Pre-treatment Trends in Child-Pugh Score as an Indicator of Post-treatment Survival in Patients Receiving Liver Stereotactic body radiation therapy for Hepatocellular carcinoma
Faculty and Abstracts
Purpose: We sought to understand the value of Child-Pugh (CP) score trends prior to undergoing stereotactic body radiation therapy (SBRT) for hepatocellular carcinoma (HCC) in patients with advanced cirrhosis. We hypothesize that an uptrend in CP score prior to RT increases risk of post-treatment cirrhosis progression, or death.
Methodology: We retrospectively reviewed all patients who underwent definitive SBRT to the liver for HCC between 2014-2022 in our health system. Most patients were referred for salvage treatment, allowing us to determine CP score at multiple points. Response to treatment was evaluated with mRECIST criteria. Acute treatment toxicities were assessed by CTCAE v5 criteria. OS was assessed using the Kaplan-Meier method, and differences between groups were evaluated using a log-rank test.
Results: 61 patients were identified with CP scores ranging from A5-C11. Median dose was 40Gy in 5fx. Median OS of all patients was 24 months. When stratified by CP category, median OS for CP-A was not reached (NR) at time of analysis, CP-B had a median OS of 14.8 months, and CP-C with 1.9 months ( p < 0.01). Local control rate at 6mo was 87.5%. 5 patients (8.3%) had grade 2 acute toxicity. There were 10 patients who had CP score progression of >2pts within 6mo after treatment, and 7 patients who died from end stage liver disease. Median time interval between HCC diagnosis and start of RT was 338 days. In this interval, patients who experienced a CP score increase of >2 pts prior to starting RT had a median OS of 362 days, compared to NR at time of analysis for patients without increase (p=0.02). When excluding the CP-A group, patients with 2 pt increase had median OS of 362 days vs 445 days (p=0.34). Again excluding the CP-A group, patients with a 1 pt increase had median OS of 362 days vs NR (p=0.23). Of 9 patients who had a pre-RT CP score increase of 2 or more, 7 experienced continued CP progression after treatment.
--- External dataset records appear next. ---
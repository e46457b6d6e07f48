//! HTTP methods spoken to the backend.

use std::fmt;

/// HTTP methods used by the backend contract.
#[derive(Debug, Clone, Copy, PartialEq, Eq, Hash, Default)]
pub enum HttpMethod {
    /// Reads.
    #[default]
    Get,
    /// Creates, toggles and credential exchanges.
    Post,
    /// Removes an owned video or comment.
    Delete,
}

impl HttpMethod {
    /// Returns the method as a static string.
    #[must_use]
    pub const fn as_str(self) -> &'static str {
        match self {
            Self::Get => "GET",
            Self::Post => "POST",
            Self::Delete => "DELETE",
        }
    }
}

impl fmt::Display for HttpMethod {
    fn fmt(&self, f: &mut fmt::Formatter<'_>) -> fmt::Result {
        f.write_str(self.as_str())
    }
}

#[cfg(test)]
mod tests {
    use super::*;
    use pretty_assertions::assert_eq;

    #[test]
    fn test_method_display_matches_wire_name() {
        assert_eq!(HttpMethod::default().to_string(), "GET");
        assert_eq!(HttpMethod::Delete.to_string(), "DELETE");
    }
}
//! HTTP body helpers.

mod body_builder;

pub use body_builder::{BodyBuildError, BuiltBody, build_body, load_upload_file};
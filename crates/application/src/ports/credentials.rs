//! Credential supply port

use async_trait::async_trait;
use lifetube_domain::AuthToken;

/// Supplies the bearer token for outbound requests and is told when the
/// backend rejects it.
#[async_trait]
pub trait CredentialProvider: Send + Sync {
    /// The token to attach, if any.
    async fn bearer_token(&self) -> Option<AuthToken>;

    /// Called once the backend answered 401 to a request carrying `rejected`.
    ///
    /// Implementations must ignore the call if they have moved on to a
    /// different token in the meantime.
    async fn invalidate(&self, rejected: &AuthToken);
}

/// Provider for gateways that never authenticate.
#[derive(Debug, Clone, Copy, Default)]
pub struct Anonymous;

#[async_trait]
impl CredentialProvider for Anonymous {
    async fn bearer_token(&self) -> Option<AuthToken> {
        None
    }

    async fn invalidate(&self, _rejected: &AuthToken) {}
}
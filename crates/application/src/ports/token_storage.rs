//! Durable token storage port

use async_trait::async_trait;
use lifetube_domain::AuthToken;

/// Errors that can occur while persisting the session token.
#[derive(Debug, thiserror::Error)]
pub enum StorageError {
    /// I/O error.
    #[error("I/O error: {0}")]
    Io(#[from] std::io::Error),

    /// Serialization/deserialization error.
    #[error("Serialization error: {0}")]
    Serialization(String),
}

/// Durable storage for the session token across process restarts.
///
/// Only the session store talks to this port.
#[async_trait]
pub trait TokenStorage: Send + Sync {
    /// Loads the persisted token. Returns `None` if nothing is stored.
    async fn load(&self) -> Result<Option<AuthToken>, StorageError>;

    /// Persists the token, replacing any previous one.
    async fn save(&self, token: &AuthToken) -> Result<(), StorageError>;

    /// Removes the persisted token. Clearing empty storage succeeds.
    async fn clear(&self) -> Result<(), StorageError>;
}
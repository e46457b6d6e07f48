//! Video types, list filters and the like/dislike toggle.

use chrono::{DateTime, Utc};
use serde::{Deserialize, Deserializer, Serialize};

use crate::id::VideoId;
use crate::user::User;

/// Categories offered when uploading or browsing.
pub const CATEGORIES: &[&str] = &[
    "General",
    "Music",
    "Gaming",
    "Sports",
    "News",
    "Education",
    "Entertainment",
];

/// Category assigned to uploads when none is chosen.
pub const DEFAULT_CATEGORY: &str = "General";

/// A video record as returned by the backend.
#[derive(Debug, Clone, PartialEq, Eq, Serialize, Deserialize)]
#[serde(rename_all = "camelCase")]
pub struct Video {
    /// Backend identifier.
    pub id: VideoId,
    /// Title.
    pub title: String,
    /// Free-form description.
    #[serde(default)]
    pub description: String,
    /// Category name.
    #[serde(default, skip_serializing_if = "Option::is_none")]
    pub category: Option<String>,
    /// Tags, accepted either as a list or a comma separated string.
    #[serde(default, deserialize_with = "deserialize_tags")]
    pub tags: Vec<String>,
    /// Path or URL of the media file.
    #[serde(default, alias = "video_url", skip_serializing_if = "Option::is_none")]
    pub video_url: Option<String>,
    /// Path or URL of the thumbnail.
    #[serde(default, alias = "thumbnail_url", skip_serializing_if = "Option::is_none")]
    pub thumbnail_url: Option<String>,
    /// Duration in seconds.
    #[serde(default, skip_serializing_if = "Option::is_none")]
    pub duration: Option<u64>,
    /// View count.
    #[serde(default)]
    pub views: u64,
    /// Upload time.
    #[serde(default, alias = "created_at", skip_serializing_if = "Option::is_none")]
    pub created_at: Option<DateTime<Utc>>,
    /// Number of likes.
    #[serde(default, alias = "like_count")]
    pub like_count: u64,
    /// Number of dislikes.
    #[serde(default, alias = "dislike_count")]
    pub dislike_count: u64,
    /// Uploading channel.
    #[serde(default, rename = "users", alias = "owner", alias = "user", skip_serializing_if = "Option::is_none")]
    pub owner: Option<User>,
}

impl Video {
    /// Returns true if `user` uploaded this video.
    #[must_use]
    pub fn is_owned_by(&self, user: &User) -> bool {
        self.owner.as_ref().is_some_and(|owner| owner.id == user.id)
    }
}

fn deserialize_tags<'de, D>(deserializer: D) -> Result<Vec<String>, D::Error>
where
    D: Deserializer<'de>,
{
    #[derive(Deserialize)]
    #[serde(untagged)]
    enum Tags {
        List(Vec<String>),
        Joined(String),
        Missing(()),
    }

    Ok(match Tags::deserialize(deserializer)? {
        Tags::List(list) => list,
        Tags::Joined(joined) => split_tags(&joined),
        Tags::Missing(()) => Vec::new(),
    })
}

/// Splits a comma separated tag string, trimming blanks.
#[must_use]
pub fn split_tags(joined: &str) -> Vec<String> {
    joined
        .split(',')
        .map(str::trim)
        .filter(|tag| !tag.is_empty())
        .map(String::from)
        .collect()
}

/// Filters for listing videos.
///
/// Every field is optional; an empty query lists the default feed.
#[derive(Debug, Clone, Default, PartialEq, Eq)]
pub struct VideoQuery {
    /// Only videos in this category.
    pub category: Option<String>,
    /// Free-text search.
    pub search: Option<String>,
    /// Maximum number of results.
    pub limit: Option<u32>,
}

impl VideoQuery {
    /// Creates an empty query.
    #[must_use]
    pub const fn new() -> Self {
        Self {
            category: None,
            search: None,
            limit: None,
        }
    }

    /// Restricts to a category. `"All"` clears the filter.
    #[must_use]
    pub fn category(mut self, category: impl Into<String>) -> Self {
        let category = category.into();
        self.category = (category != "All").then_some(category);
        self
    }

    /// Adds a search term.
    #[must_use]
    pub fn search(mut self, search: impl Into<String>) -> Self {
        self.search = Some(search.into());
        self
    }

    /// Limits the number of results.
    #[must_use]
    pub const fn limit(mut self, limit: u32) -> Self {
        self.limit = Some(limit);
        self
    }

    /// Returns the query string pairs for the filters that are set.
    #[must_use]
    pub fn to_pairs(&self) -> Vec<(String, String)> {
        let mut pairs = Vec::new();
        if let Some(category) = &self.category {
            pairs.push(("category".to_string(), category.clone()));
        }
        if let Some(search) = &self.search {
            pairs.push(("search".to_string(), search.clone()));
        }
        if let Some(limit) = self.limit {
            pairs.push(("limit".to_string(), limit.to_string()));
        }
        pairs
    }
}

/// A like or dislike.
#[derive(Debug, Clone, Copy, PartialEq, Eq, Hash, Serialize, Deserialize)]
#[serde(rename_all = "lowercase")]
pub enum Reaction {
    /// Thumbs up.
    Like,
    /// Thumbs down.
    Dislike,
}

impl Reaction {
    /// Returns the wire name.
    #[must_use]
    pub const fn as_str(self) -> &'static str {
        match self {
            Self::Like => "like",
            Self::Dislike => "dislike",
        }
    }

    /// Computes the reaction held after submitting `submitted`.
    ///
    /// Submitting the held reaction clears it; anything else replaces it.
    #[must_use]
    pub fn toggle(current: Option<Self>, submitted: Self) -> Option<Self> {
        if current == Some(submitted) {
            None
        } else {
            Some(submitted)
        }
    }
}

/// Like/dislike counts together with the viewer's own reaction.
#[derive(Debug, Clone, Copy, Default, PartialEq, Eq)]
pub struct ReactionTally {
    /// Number of likes.
    pub likes: u64,
    /// Number of dislikes.
    pub dislikes: u64,
    /// Reaction held by the viewer.
    pub mine: Option<Reaction>,
}

impl ReactionTally {
    /// Applies a submission with toggle semantics and returns the new tally.
    #[must_use]
    pub fn apply(self, submitted: Reaction) -> Self {
        let mut next = self;
        if let Some(held) = self.mine {
            let count = next.count_mut(held);
            *count = count.saturating_sub(1);
        }
        next.mine = Reaction::toggle(self.mine, submitted);
        if let Some(held) = next.mine {
            *next.count_mut(held) += 1;
        }
        next
    }

    const fn count_mut(&mut self, reaction: Reaction) -> &mut u64 {
        match reaction {
            Reaction::Like => &mut self.likes,
            Reaction::Dislike => &mut self.dislikes,
        }
    }
}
Conclusions: In this multi-institutional retrospective analysis, we found 24 patients with advanced CP B/C cirrhosis who underwent SBRT. While CP-C patients did relatively poorly, we find that some patients with CP-B cirrhosis may tolerate SBRT well. When taking pre-treatment CP score increase into consideration, we saw a trend but no statistical significance indicating that a pre-SBRT increase in CP score may be associated with worse median OS after treatment among CP B/C patients. We conclude that among patients with advanced cirrhosis there may be a subset of patients who, if well selected, remain appropriate candidates for SBRT.